The wizard may employ rusting grasp in combat by simply touching the equipment of metal-wearing characters or creatures. If he tries to touch the armor of a character, the wizard need only hit the opponents unarmored AC. If the armor fails its save, rusting grasp permanently destroys 2d4 points of AC through corrosion. For example, plate mail +3 (base AC 0) could be reduced to a base AC of 2 to 8 if it fails its item saving throw.

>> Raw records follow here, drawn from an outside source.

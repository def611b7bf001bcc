//! Exit codes for the CLI.
//!
//! These follow common Unix conventions and provide meaningful
//! status information for scripting and automation.

/// Successful execution
pub const SUCCESS: u8 = 0;

/// General/unspecified error
pub const GENERAL_ERROR: u8 = 1;

/// Command-line usage error (bad arguments)
pub const USAGE_ERROR: u8 = 2;

/// Authentication failed (wrong master password, corrupted site list)
pub const AUTH_FAILED: u8 = 3;

/// One or more storage sites could not be read or written
pub const SITE_FAILED: u8 = 4;

/// Site list, site or item not found
pub const NOT_FOUND: u8 = 5;
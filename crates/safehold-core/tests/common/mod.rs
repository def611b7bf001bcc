//! Shared fixtures for integration tests.

#![allow(dead_code)]

use std::collections::HashMap;
use std::sync::Mutex;

use async_trait::async_trait;
use safehold_core::crypto::{HashAlgorithm, HashProvider, KdfParams, SaltedHash};
use safehold_core::storage::{BrowserSyncStorage, RemoteApiClient, SiteError};
use safehold_core::StoreManager;

pub const PASSWORD: &[u8] = b"correct horse battery staple";

/// A manager with cheap key derivation, already authenticated.
pub fn authenticated_manager() -> StoreManager {
    let mut manager = StoreManager::with_kdf(KdfParams::fast());
    manager.authenticate(PASSWORD).expect("authenticate");
    manager
}

/// Browser sync storage backed by a map.
#[derive(Default)]
pub struct MemoryBrowserSync {
    entries: Mutex<HashMap<String, Vec<u8>>>,
}

impl MemoryBrowserSync {
    pub fn get_raw(&self, key: &str) -> Option<Vec<u8>> {
        self.entries.lock().unwrap().get(key).cloned()
    }
}

#[async_trait]
impl BrowserSyncStorage for MemoryBrowserSync {
    async fn get(&self, key: &str) -> Result<Option<Vec<u8>>, SiteError> {
        Ok(self.entries.lock().unwrap().get(key).cloned())
    }

    async fn set(&self, key: &str, value: &[u8]) -> Result<(), SiteError> {
        self.entries.lock().unwrap().insert(key.to_string(), value.to_vec());
        Ok(())
    }
}

/// Record service that authorizes with a salted hash per record, the way
/// the HTTP service does.
pub struct MemoryRemoteApi {
    hasher: HashProvider,
    records: Mutex<HashMap<[u8; 16], (SaltedHash, Option<Vec<u8>>)>>,
}

impl MemoryRemoteApi {
    pub fn new() -> Self {
        Self {
            hasher: HashProvider::new(KdfParams::new(HashAlgorithm::Sha512, 10).unwrap()),
            records: Mutex::new(HashMap::new()),
        }
    }

    pub fn create_record(&self, record_id: [u8; 16], secret: &[u8]) {
        let hash = self.hasher.hash_secret(secret);
        self.records.lock().unwrap().insert(record_id, (hash, None));
    }

    fn authorize(&self, record_id: &[u8; 16], secret: &[u8]) -> Result<(), SiteError> {
        let records = self.records.lock().unwrap();
        let (hash, _) = records
            .get(record_id)
            .ok_or_else(|| SiteError::Remote("no such record".to_string()))?;
        if self.hasher.verify_secret(secret, hash) {
            Ok(())
        } else {
            Err(SiteError::Remote("unauthorized".to_string()))
        }
    }
}

#[async_trait]
impl RemoteApiClient for MemoryRemoteApi {
    async fn load(&self, _location: &str, record_id: &[u8; 16], secret: &[u8]) -> Result<Option<Vec<u8>>, SiteError> {
        self.authorize(record_id, secret)?;
        Ok(self.records.lock().unwrap().get(record_id).and_then(|(_, data)| data.clone()))
    }

    async fn save(&self, _location: &str, record_id: &[u8; 16], secret: &[u8], data: &[u8]) -> Result<(), SiteError> {
        self.authorize(record_id, secret)?;
        if let Some((_, stored)) = self.records.lock().unwrap().get_mut(record_id) {
            *stored = Some(data.to_vec());
        }
        Ok(())
    }
}

/// Storage that fails every call.
pub struct BrokenBrowserSync;

#[async_trait]
impl BrowserSyncStorage for BrokenBrowserSync {
    async fn get(&self, _key: &str) -> Result<Option<Vec<u8>>, SiteError> {
        Err(SiteError::Remote("extension disconnected".to_string()))
    }

    async fn set(&self, _key: &str, _value: &[u8]) -> Result<(), SiteError> {
        Err(SiteError::Remote("extension disconnected".to_string()))
    }
}
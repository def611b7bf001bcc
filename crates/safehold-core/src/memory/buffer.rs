use std::fmt;

use subtle::ConstantTimeEq;
use tracing::debug;
use zeroize::Zeroize;

/// A fixed-size, exclusively owned region of secret bytes.
///
/// The region is locked into RAM on creation (best effort) and zeroed, then
/// unlocked, when the buffer is dropped. Dropping is the release operation:
/// once a `SecureBuffer` is gone nothing can read it again, which the
/// borrow checker enforces at compile time.
pub struct SecureBuffer {
    bytes: Box<[u8]>,
    locked: bool,
}

impl SecureBuffer {
    /// Allocate a zero-filled buffer of `len` bytes.
    pub fn new(len: usize) -> Self {
        Self::from_boxed(vec![0u8; len].into_boxed_slice())
    }

    /// Copy `src` into a new secure buffer.
    ///
    /// The caller stays responsible for wiping `src` if it holds secret data.
    pub fn from_slice(src: &[u8]) -> Self {
        let mut buffer = Self::new(src.len());
        buffer.bytes.copy_from_slice(src);
        buffer
    }

    /// Move the contents of `src` into a new secure buffer and wipe `src`.
    pub fn from_vec(mut src: Vec<u8>) -> Self {
        let buffer = Self::from_slice(&src);
        src.zeroize();
        buffer
    }

    fn from_boxed(bytes: Box<[u8]>) -> Self {
        let locked = lock_region(&bytes);
        Self { bytes, locked }
    }

    pub fn len(&self) -> usize {
        self.bytes.len()
    }

    pub fn is_empty(&self) -> bool {
        self.bytes.is_empty()
    }

    pub fn as_slice(&self) -> &[u8] {
        &self.bytes
    }

    pub fn as_mut_slice(&mut self) -> &mut [u8] {
        &mut self.bytes
    }

    /// Whether the backing pages were successfully locked into RAM.
    pub fn is_memory_locked(&self) -> bool {
        self.locked
    }

    /// Zero every byte while keeping the buffer allocated.
    pub fn wipe(&mut self) {
        self.bytes[..].zeroize();
    }
}

impl Drop for SecureBuffer {
    fn drop(&mut self) {
        self.wipe();
        if self.locked {
            unlock_region(&self.bytes);
        }
    }
}

impl Clone for SecureBuffer {
    fn clone(&self) -> Self {
        Self::from_slice(&self.bytes)
    }
}

impl Default for SecureBuffer {
    fn default() -> Self {
        Self::new(0)
    }
}

impl PartialEq for SecureBuffer {
    /// Constant-time comparison of the contents (length is not hidden).
    fn eq(&self, other: &Self) -> bool {
        self.bytes.len() == other.bytes.len() && bool::from(self.bytes.ct_eq(&other.bytes))
    }
}

impl Eq for SecureBuffer {}

impl fmt::Debug for SecureBuffer {
    fn fmt(&self, f: &mut fmt::Formatter<'_>) -> fmt::Result {
        f.debug_struct("SecureBuffer")
            .field("len", &self.bytes.len())
            .field("bytes", &"[REDACTED]")
            .finish()
    }
}

impl From<&[u8]> for SecureBuffer {
    fn from(src: &[u8]) -> Self {
        Self::from_slice(src)
    }
}

impl From<&str> for SecureBuffer {
    fn from(src: &str) -> Self {
        Self::from_slice(src.as_bytes())
    }
}

#[cfg(unix)]
#[allow(unsafe_code)]
fn lock_region(bytes: &[u8]) -> bool {
    if bytes.is_empty() {
        return false;
    }
    // SAFETY: the pointer and length describe a live heap allocation owned by
    // the caller. mlock only changes paging behaviour, never the contents.
    let rc = unsafe { libc::mlock(bytes.as_ptr().cast(), bytes.len()) };
    if rc != 0 {
        debug!(
            len = bytes.len(),
            error = %std::io::Error::last_os_error(),
            "mlock failed, continuing without memory lock"
        );
    }
    rc == 0
}

#[cfg(unix)]
#[allow(unsafe_code)]
fn unlock_region(bytes: &[u8]) {
    // SAFETY: same allocation that was passed to mlock in lock_region.
    // Pages shared with another locked allocation are unlocked too; locking
    // is advisory here and the bytes were already zeroed.
    let _ = unsafe { libc::munlock(bytes.as_ptr().cast(), bytes.len()) };
}

#[cfg(not(unix))]
fn lock_region(_bytes: &[u8]) -> bool {
    false
}

#[cfg(not(unix))]
fn unlock_region(_bytes: &[u8]) {}

#[cfg(test)]
mod tests {
    use super::*;

    #[test]
    fn test_new_is_zeroed() {
        let buffer = SecureBuffer::new(32);
        assert_eq!(buffer.len(), 32);
        assert!(buffer.as_slice().iter().all(|&b| b == 0));
    }

    #[test]
    fn test_from_slice_copies_contents() {
        let buffer = SecureBuffer::from_slice(b"secret");
        assert_eq!(buffer.as_slice(), b"secret");
    }

    #[test]
    fn test_from_vec_takes_contents() {
        let source = vec![7u8; 16];
        let buffer = SecureBuffer::from_vec(source);
        assert_eq!(buffer.as_slice(), &[7u8; 16]);
    }

    #[test]
    fn test_wipe_zeroes_all_bytes() {
        let mut buffer = SecureBuffer::from_slice(&[0xAB; 64]);
        buffer.wipe();
        assert_eq!(buffer.len(), 64);
        assert!(buffer.as_slice().iter().all(|&b| b == 0));
    }

    #[test]
    fn test_equality_is_content_based() {
        let a = SecureBuffer::from_slice(b"abc");
        let b = SecureBuffer::from_slice(b"abc");
        let c = SecureBuffer::from_slice(b"abd");
        let d = SecureBuffer::from_slice(b"ab");
        assert_eq!(a, b);
        assert_ne!(a, c);
        assert_ne!(a, d);
    }

    #[test]
    fn test_debug_is_redacted() {
        let buffer = SecureBuffer::from_slice(b"hunter2");
        let rendered = format!("{buffer:?}");
        assert!(!rendered.contains("hunter2"));
        assert!(rendered.contains("REDACTED"));
    }

    #[test]
    fn test_empty_buffer() {
        let buffer = SecureBuffer::default();
        assert!(buffer.is_empty());
        assert!(!buffer.is_memory_locked());
    }
}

Weapons are more difficult to grasp; the wizard must make an attack roll against AC 4 (modified by the opponent's Dexterity) in order to touch the weapon. If the weapon fails its saving throw, it is destroyed. Important note: The wizard must touch the weapon and not the other way around! Unlike a rust monster, he doesn't corrode weapons simply by being hit.
Against metallic creatures, rusting grasp functions like the priest spell cause serious wounds in that it inflicts 2d8+1 point of damage per successful attack. The spell lasts for one round per level, and the wizard can make one touch attack per round.
The material component is an antenna from a rust monster.